Doncaster, we have a problem: there is an effluent in the room. Sorry, an elephant. When Patrick Moore popped his clogs and joined the man on the moon in the sky at night, the gig of presenting all things extraterrestrial should not have gone to an “idiot George Formby” aka the apple-growing musician-turned-astronomer Brian “The Colon” Cox. Nay, nay and twice nay!

The “eagle-eared” among you would have spotted that one man, and one man alone, fitted the clogs. The doyen of light entertainment and of making heavy weather of all creatures great and small, Count Arthur Strong. After all, since accidentally breaking his Gregory Peck’s courtesy of a downward thrust of his Anusol-anointed posterior, he now sports a pair of Moore-esque monocles. One for rehearsal, one for the recording and one for a post-show glass of “see-through milk product” in The Shoulder of Mutton.

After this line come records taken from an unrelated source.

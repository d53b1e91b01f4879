use std::path::{Path, PathBuf};

use serde::{Deserialize, Serialize};

/// Current config version. Bump this when adding fields or changing shape.
/// Each bump requires a corresponding entry in [`migrate`].
const CURRENT_VERSION: u32 = 1;

/// Overrides the config file location.
pub const CONFIG_ENV: &str = "CRYOBANK_CONFIG";

const DEFAULT_CLINICIAN: &str = "Unassigned";

#[derive(Debug, Clone, Serialize, Deserialize)]
pub struct CryobankConfig {
    /// Schema version. Missing or 0 = pre-versioned config.
    #[serde(default)]
    pub config_version: u32,
    /// Name written as the author of composed notes and audit events.
    pub clinician: String,
    #[serde(default)]
    pub log_format: LogFormat,
    /// Tera template replacing the built-in note layout.
    #[serde(default, skip_serializing_if = "Option::is_none")]
    pub note_template: Option<PathBuf>,
    pub created_at: jiff::Timestamp,
}

impl Default for CryobankConfig {
    fn default() -> Self {
        Self {
            config_version: CURRENT_VERSION,
            clinician: DEFAULT_CLINICIAN.to_string(),
            log_format: LogFormat::default(),
            note_template: None,
            created_at: jiff::Timestamp::now(),
        }
    }
}

#[derive(Debug, Clone, Copy, Default, PartialEq, Eq, Serialize, Deserialize, clap::ValueEnum)]
#[serde(rename_all = "snake_case")]
pub enum LogFormat {
    #[default]
    Text,
    Json,
}

fn config_dir() -> eyre::Result<PathBuf> {
    let base = dirs::config_dir().ok_or_else(|| eyre::eyre!("no config directory found"))?;
    Ok(base.join("com.cryobank.cli"))
}

pub fn config_path() -> eyre::Result<PathBuf> {
    match std::env::var_os(CONFIG_ENV) {
        Some(path) if !path.is_empty() => Ok(PathBuf::from(path)),
        _ => Ok(config_dir()?.join("config.json")),
    }
}

/// Load the config, falling back to defaults when no file exists yet.
pub fn load_or_default(path: &Path) -> eyre::Result<CryobankConfig> {
    if !path.exists() {
        tracing::debug!(path = %path.display(), "no config file, using defaults");
        return Ok(CryobankConfig::default());
    }
    load_config(path)
}

pub fn load_config(path: &Path) -> eyre::Result<CryobankConfig> {
    let contents = std::fs::read_to_string(path)
        .map_err(|e| eyre::eyre!("failed to read config at {}: {e}", path.display()))?;

    // Parse as raw JSON so we can run migrations before deserializing.
    let json: serde_json::Value = serde_json::from_str(&contents)?;
    let on_disk_version = json
        .get("config_version")
        .and_then(|v| v.as_u64())
        .unwrap_or(0) as u32;

    let migrated = migrate(json, on_disk_version)?;
    let config: CryobankConfig = serde_json::from_value(migrated)?;
    Ok(config)
}

/// Run sequential migrations from `from_version` up to [`CURRENT_VERSION`].
///
/// Each migration is a pure transform on the raw JSON value.
fn migrate(mut json: serde_json::Value, from_version: u32) -> eyre::Result<serde_json::Value> {
    if from_version > CURRENT_VERSION {
        return Err(eyre::eyre!(
            "config_version {from_version} is newer than this build supports ({CURRENT_VERSION}). \
             Please update cryobank."
        ));
    }

    // v0 → v1: `author` renamed to `clinician`, `created_at` became required
    if from_version < 1 {
        let obj = json
            .as_object_mut()
            .ok_or_else(|| eyre::eyre!("config is not a JSON object"))?;
        let clinician = obj
            .remove("author")
            .unwrap_or_else(|| serde_json::Value::String(DEFAULT_CLINICIAN.to_string()));
        obj.entry("clinician").or_insert(clinician);
        obj.entry("created_at")
            .or_insert(serde_json::Value::String(jiff::Timestamp::now().to_string()));
        obj.insert(
            "config_version".to_string(),
            serde_json::Value::Number(1.into()),
        );
        tracing::info!("migrated config v0 → v1 (author → clinician)");
    }

    Ok(json)
}

pub fn save_config(path: &Path, config: &CryobankConfig) -> eyre::Result<()> {
    if let Some(dir) = path.parent().filter(|d| !d.as_os_str().is_empty()) {
        std::fs::create_dir_all(dir)?;
    }

    // Always write the current version, regardless of what was loaded.
    let mut stamped = config.clone();
    stamped.config_version = CURRENT_VERSION;
    let json = serde_json::to_string_pretty(&stamped)?;

    // Write to a temp file then rename for atomicity
    let tmp_path = path.with_extension("json.tmp");
    std::fs::write(&tmp_path, json.as_bytes())?;

    #[cfg(unix)]
    {
        use std::os::unix::fs::PermissionsExt;
        std::fs::set_permissions(&tmp_path, std::fs::Permissions::from_mode(0o600))?;
    }

    std::fs::rename(&tmp_path, path)?;

    tracing::info!(path = %path.display(), "config saved");
    Ok(())
}

#[cfg(test)]
mod tests {
    use super::*;

    #[test]
    fn migrate_v0_renames_author() {
        let json = serde_json::json!({ "author": "Dr. Mensah" });
        let migrated = migrate(json, 0).unwrap();
        assert_eq!(migrated["clinician"], "Dr. Mensah");
        assert_eq!(migrated["config_version"], 1);
        assert!(migrated.get("author").is_none());
        assert!(migrated["created_at"].is_string());
    }

    #[test]
    fn migrate_rejects_future_versions() {
        let err = migrate(serde_json::json!({}), CURRENT_VERSION + 1).unwrap_err();
        assert!(err.to_string().contains("newer than this build supports"));
    }

    #[test]
    fn migrate_is_a_no_op_at_current_version() {
        let json = serde_json::json!({ "config_version": 1, "clinician": "x" });
        assert_eq!(migrate(json.clone(), CURRENT_VERSION).unwrap(), json);
    }
}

But it was not to be, for the “Director Colonel of the BBBC” gave the job to Colon.com. However, not one to let sleeping dogs lie – or for that matter cats: he once sent a pussy in the post to the pet-loving Blue Peter so that it could lick itself clean next to Valerie Singleton –  Arthur argues his corner in his trademark circuitous manner. And over the course of two side (and at times front) splitting acts, uses his “personal breath” to do a Jim Bowen by showing the Beeb what they could have won.

To say more would be, as a gas engineer might put it, a spit of a boiler. Malaprops there are aplenty; how he can generate waves of laughter out of the repeated murdering of an innocuous phrase such as “just a couple of puffs” is pure genius. Songs there are but two, but they are so gut-busting to perform and bear witness to that A&EIEIO are on speed dial. And though Nina might have had 99 red balloons, Arthur has an assortment of 92 fewer than “an hundred” which he uses to “educate, entertain and deform” the truth about the solar system. The highlight being a word association list which grows more arms and legs than a prosthetic limb convention.

David Copperfield started at the beginning, but Arthur being Arthur, his follow-up tour to the equally funny The Sound of Mucus starts at the end. Leaving him, literally, with nowhere to go. And it is his incredible and enduring ability to dig himself into a hole, and keep digging, while all the while plumbing the depths of comedy gold, that makes him in the words of “David Essex from Mutiny On The Buses” a star man!